Here’s a quote about all this, from the news release:
“So many of the great moments in boxing history were experienced by fight fans through their radios. We’ll deliver that experience again on SiriusXM by bringing the sounds and excitement from ringside into those fans’ cars, homes and phones,” said Steve Cohen, SiriusXM’s SVP of Sports Programming. “This is a very exciting time for boxing. The creation of the Premier Boxing Champions series and the buzz around big fights and new stars has sports fans as enthusiastic as ever about the sport. We look forward to building on that resurgence by offering live broadcasts of these terrific events to listeners nationwide.”

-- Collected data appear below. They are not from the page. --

use crate::commands::CommandResponse;
use crate::tracker::IdleState;
use serde::{Deserialize, Serialize};
use serde_json::Value;

/// Browser events and UI requests forwarded by the extension.
#[derive(Debug, Clone, PartialEq, Deserialize)]
#[serde(tag = "type", rename_all = "camelCase")]
pub enum IncomingMessage {
    #[serde(rename_all = "camelCase")]
    TabActivated {
        tab_id: i64,
        #[serde(default)]
        url: Option<String>,
    },
    /// `changedUrl` is only set when the update changed the URL; `url` is
    /// the tab's current URL.
    #[serde(rename_all = "camelCase")]
    TabUpdated {
        tab_id: i64,
        #[serde(default)]
        status: Option<String>,
        #[serde(default)]
        changed_url: Option<String>,
        #[serde(default)]
        url: Option<String>,
    },
    IdleStateChanged { state: IdleState },
    Alarm { name: String },
    Request { id: u64, payload: Value },
}

#[derive(Debug, Clone, PartialEq, Serialize)]
#[serde(tag = "type", rename_all = "camelCase")]
pub enum OutgoingMessage {
    #[serde(rename_all = "camelCase")]
    Ready {
        alarm_name: String,
        alarm_period_secs: u32,
    },
    #[serde(rename_all = "camelCase")]
    Redirect { tab_id: i64, url: String },
    Response {
        id: u64,
        #[serde(flatten)]
        response: CommandResponse,
    },
    Error { message: String },
}
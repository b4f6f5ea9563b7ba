use synt_core::SyntError;

/// Collapse the errors of a multi-source retrieval into a single outcome.
///
/// Rules:
/// - No errors (every source answered empty or not-found) → `NotFound(what)`.
/// - Every attempted source timed out → `AllSourcesTimedOut(capability)`.
/// - Else → `AllSourcesFailed(errors)`.
pub fn collapse_errors(
    capability: &str,
    attempted: usize,
    errors: Vec<SyntError>,
    not_found_what: String,
) -> SyntError {
    if errors.is_empty() {
        return SyntError::not_found(not_found_what);
    }
    if errors.len() == attempted
        && errors
            .iter()
            .all(|e| matches!(e, SyntError::SourceTimeout { .. }))
    {
        return SyntError::AllSourcesTimedOut {
            capability: capability.to_string(),
        };
    }
    SyntError::AllSourcesFailed(errors)
}
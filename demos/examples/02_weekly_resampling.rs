use chrono::NaiveDate;
use synt::{DateRange, Frequency, Synt};
use synt_demos::common::{get_source, print_report};

#[tokio::main]
async fn main() -> Result<(), Box<dyn std::error::Error>> {
    // 1. Prepare the daily fixture into calendar weeks before analysis.
    let synt = Synt::builder()
        .with_source(get_source())
        .frequency(Frequency::Weekly)
        .step(3)
        .build()?;

    // 2. Request one year of daily data.
    let start = NaiveDate::from_ymd_opt(2024, 10, 1).ok_or("invalid date")?;
    let end = NaiveDate::from_ymd_opt(2025, 10, 1).ok_or("invalid date")?;
    let report = synt.run(DateRange::new(start, end)?).await?;

    // 3. Print the first few weekly rows. Each row is dated on its Sunday.
    println!("## Weekly sessions");
    println!(
        "{:<12} | {:<10} | {:<10} | {:<10} | {:<10} | {:>9}",
        "Week End", "Open", "High", "Low", "Close", "Volume"
    );
    println!("{:-<13}|{:-<12}|{:-<12}|{:-<12}|{:-<12}|{:-<10}", "", "", "", "", "", "");
    for s in report.prepared.iter().take(8) {
        println!(
            "{:<12} | ${:<9.2} | ${:<9.2} | ${:<9.2} | ${:<9.2} | {:>9}",
            s.date.format("%Y-%m-%d"),
            s.open,
            s.high,
            s.low,
            s.close,
            s.volume
        );
    }

    println!("\n## Movements every 3 weeks");
    print_report(&report);

    Ok(())
}
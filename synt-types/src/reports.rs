//! Report envelopes produced by the orchestrator.

use chrono::NaiveDate;
use rust_decimal::Decimal;
use serde::{Deserialize, Serialize};

use crate::config::{DateRange, Frequency};
use crate::movement::MovementAnalysis;
use crate::session::SessionTable;

/// Closing-price statistics over a prepared table.
#[derive(Debug, Clone, Copy, PartialEq, Eq, Serialize, Deserialize)]
pub struct PriceSummary {
    /// Number of sessions summarized.
    pub sessions: usize,
    /// Date of the first session.
    pub first_date: NaiveDate,
    /// Date of the last session.
    pub last_date: NaiveDate,
    /// Lowest close.
    pub min_close: Decimal,
    /// Arithmetic mean of closes.
    pub avg_close: Decimal,
    /// Highest close.
    pub max_close: Decimal,
}

/// How a completed run should be presented.
///
/// "No data at all" never reaches a report: it surfaces as
/// `SyntError::NotFound` from the run instead.
#[derive(Debug, Clone, Copy, PartialEq, Eq, Serialize, Deserialize)]
pub enum AnalysisOutcome {
    /// Data was retrieved but too few sessions for one interval.
    InsufficientData,
    /// Intervals formed but no threshold fired.
    NoMovements,
    /// At least one threshold fired.
    Movements,
}

/// Everything a single analysis run produced.
#[derive(Debug, Clone, PartialEq, Serialize, Deserialize)]
pub struct SyntReport {
    /// Requested date range.
    pub range: DateRange,
    /// Frequency the series was prepared to.
    pub frequency: Frequency,
    /// Prepared table the analysis ran on.
    pub prepared: SessionTable,
    /// Closing-price statistics of the prepared table.
    pub summary: PriceSummary,
    /// Movement analysis result.
    pub analysis: MovementAnalysis,
}

impl SyntReport {
    /// Classify the run for presentation.
    #[must_use]
    pub fn outcome(&self) -> AnalysisOutcome {
        if self.analysis.insufficient_data || self.analysis.total_intervals == 0 {
            AnalysisOutcome::InsufficientData
        } else if self.analysis.events.is_empty() {
            AnalysisOutcome::NoMovements
        } else {
            AnalysisOutcome::Movements
        }
    }
}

We didn’t get much in the way of actual terms of the deal, so it’s unclear if this is a thing where PBC forked over some money; probably safe to assume they did, since they’re doing time buys with everybody else. Sirius XM is producing the broadcasts, though. [TQBR reached out to Sirius XM for comment Tuesday evening — this post will be updated if they answer.] {UPDATE: “We do not discuss the terms of our deals so we cannot share any details of our agreement with PBC,” said Andrew Fitzpatrick, vice president of communications for Sirius XM.}
One wonders when we hit the saturation point of too much boxing broadcasting, which is a weird sentence to type, given that before 2015 boxing was confined to just a few outlets.
Speaking of: The CBS debut for PBC was a serious drop-off from the NBC debut. It still beat hockey, so, not terrible. But the CBS show had a few things going against it that the NBC show didn’t. One, there was less novelty to it, since the return to network TV generated a lot of hype for the first NBC show. Two, it was a crappier card. And three, it didn’t have the same marketing push in advance that the NBC one did.
Still. Serious drop-off. Potentially worrisome, that.